Wayland v/s Xorg : How Are They Similar & How Are They Different
A closer look at Wayland and Xorg, the two most popular display servers in the wild. Join security analyst Shivam Sengar to learn about their differences.
Earlier this year Ubuntu 18 LTS was fully released. When I first heard that Ubuntu 18 will be using Xorg as default, it came to me by surprise. Afterall Xorg has some security concerns, and choosing to continue with it was hard to swallow. When I started to dig into this, I realised why the community was going with Xorg instead of Wayland as default. In this article, I will explain the issues I found during my analysis.
Before going over the issue with the Xorg it is vital to understand the working mechanisms and architecture of both Xorg and Wayland.

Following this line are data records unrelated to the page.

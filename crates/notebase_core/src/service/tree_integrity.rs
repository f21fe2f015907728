//! Page tree integrity checks.
//!
//! # Responsibility
//! - Decide whether attaching a page under a candidate parent would close a
//!   cycle in the parent graph.
//!
//! # Invariants
//! - Checks are read-only; one parent lookup per ancestor level.
//! - Corrupt data (an already-cyclic ancestor chain) is reported as a cycle.

use crate::model::page::PageId;
use std::collections::{HashMap, HashSet};
use std::convert::Infallible;

/// Read access to the parent pointer of one page.
pub trait ParentLookup {
    type Error;

    /// Returns the parent of `page_id`, or `None` for roots and unknown ids.
    fn parent_of(&self, page_id: PageId) -> Result<Option<PageId>, Self::Error>;
}

/// In-memory parent map, keyed by child id.
impl ParentLookup for HashMap<PageId, Option<PageId>> {
    type Error = Infallible;

    fn parent_of(&self, page_id: PageId) -> Result<Option<PageId>, Self::Error> {
        Ok(self.get(&page_id).copied().flatten())
    }
}

/// Returns `true` when `page_id` placed under `candidate_parent_id` would make
/// the page its own ancestor.
///
/// The walk starts at the candidate and climbs towards the root. Meeting
/// `page_id` on the way means the candidate lives inside the page's subtree.
/// A missing ancestor row ends the walk as if it were a root.
pub fn would_create_cycle<L: ParentLookup + ?Sized>(
    lookup: &L,
    page_id: PageId,
    candidate_parent_id: Option<PageId>,
) -> Result<bool, L::Error> {
    let Some(candidate) = candidate_parent_id else {
        return Ok(false);
    };

    let mut visited = HashSet::new();
    let mut cursor = Some(candidate);
    while let Some(current) = cursor {
        if current == page_id {
            return Ok(true);
        }
        if !visited.insert(current) {
            return Ok(true);
        }
        cursor = lookup.parent_of(current)?;
    }
    Ok(false)
}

How they are similar and how are they different?
Display Server and Stack
Display Server is the basic component of GUI which sits between the graphical interface and the kernel. Its primary task is to coordinate the input and output of its clients (programs and applications running GUI interface) to and from the rest of the OS, the hardware, and each other. It communicates with its clients over the display server protocol which can be network-transparent and network capable. Commonly known display server communications protocols include X11, Wayland, Mir, etc.
X11 is the protocol implemented by X Windows System while Wayland is the protocol used by Wayland Compositor. In simple terms, X Windows System and Wayland determine how your program's display will appear depending on your actions. These actions include clicking on a checkbox, moving the windows, clicking a button, etc. The X Window System is a client/server network protocol that's been put into use for a while now. X.Org Server is the free and open source implementation of the display server for the X Window System stewarded by the X.Org Foundation. Wayland is a computer protocol that specifies the communication between a display server (called a Wayland compositor) and its clients.
Xorg
Xorg is based on a client/server model and thus allows clients to run either locally or remotely on a different machine. Client applications use a protocol library such as libX11 for sending and receiving commands to the X server. X toolkit libraries are also used to draw and operate widgest like buttons and scroll bars. The X server receives graphics requests from the client programs to be displayed to the user, and it sends back user commands from input devices such as keyboards, mouse, touchscreens, etc.
The numbers on the image show the flow of the events and data across different modules of the Xorg modules. To understand more about the workflow go through this page.
As can be seen, the X Server doesn't have the info to decide which window should receive the event, nor can it transform the screen coordinates to window-local coordinates. And even though X has handed responsibility for the final painting of the screen to the compositing manager, X still controls the front buffer and modesetting. The X server acts as a middleman that introduces an extra step between applications and the compositor and an extra step between the compositor and the hardware.
Wayland
In Wayland, the compositor is the display server. We transfer the control of KMS and evdev to the compositor. The Wayland protocol lets the compositor send the input events directly to the clients and lets the client send the damage event directly to the compositor.
The compositor looks through its scenegraph to determine which window should receive the event.
As in the X case, when the client receives the event it updates the UI in response. But, in the Wayland rendering happens in the client, and the client just sends a request to the compositor to indicate the region that was updated.
With direct rendering client and server share a video memory buffer. the client links to a rendering library such as OpenGL that knows to program hardware and renders directly into the buffer.
Issues with the Xorg
As discussed above, the design of the Xorg doesn't allow the applications to have GUI-Level isolation. This implies that if the system has multiple GUI applications running, like Word Office, any of your favourite editor, or something else, then there is no isolation among them. It is easy to log keystrokes of all processes of the same user using the command xinput.
The command generates the log of all key-presses. Any kind of isolation is not possible, even using SELinux since any keystrokes passed to the X Server are available for any arbitrary program.
To see the issue in action you can use the xinput command available for systems running Xorg. First run the following command to list the devices on your system:
xinput list
As can be seen in the above image the keyboard has the id of 14. Now run the following command to get the key presses:
xinput test id
Replace the id with the id of the device, in our case it is 14. After running the command open another terminal and start typing commands there. You will be able to see the recorded key logs on the initial terminal, just like shown in the image below.
Try running the sudo command, loggin in as root using su, you will observe that the password you type is also shown.
Why still Xorg?
Even though Wayland eliminates most of the design flaws of the Xorg it has its own issues. In order to communicate with the display server the programs, which act as clients, running on the system must know how to communicate with it. Xorg being older than Wayland is more developed and has better extensibility. This is the reason why some applicatons or programs might not run when using Wayland. This is why redshift doesn't work in Wayland.
Wayland is not very stable when compared with Xorg, as it is relatively new. Ubuntu 18 LTS's primary concern was of stability. Even though the Wayland project has been up for almost ten years things are not 100% stable. All this resulted in making Xorg as default in Ubuntu 18, but Wayland is installed allowing users to switch if desired.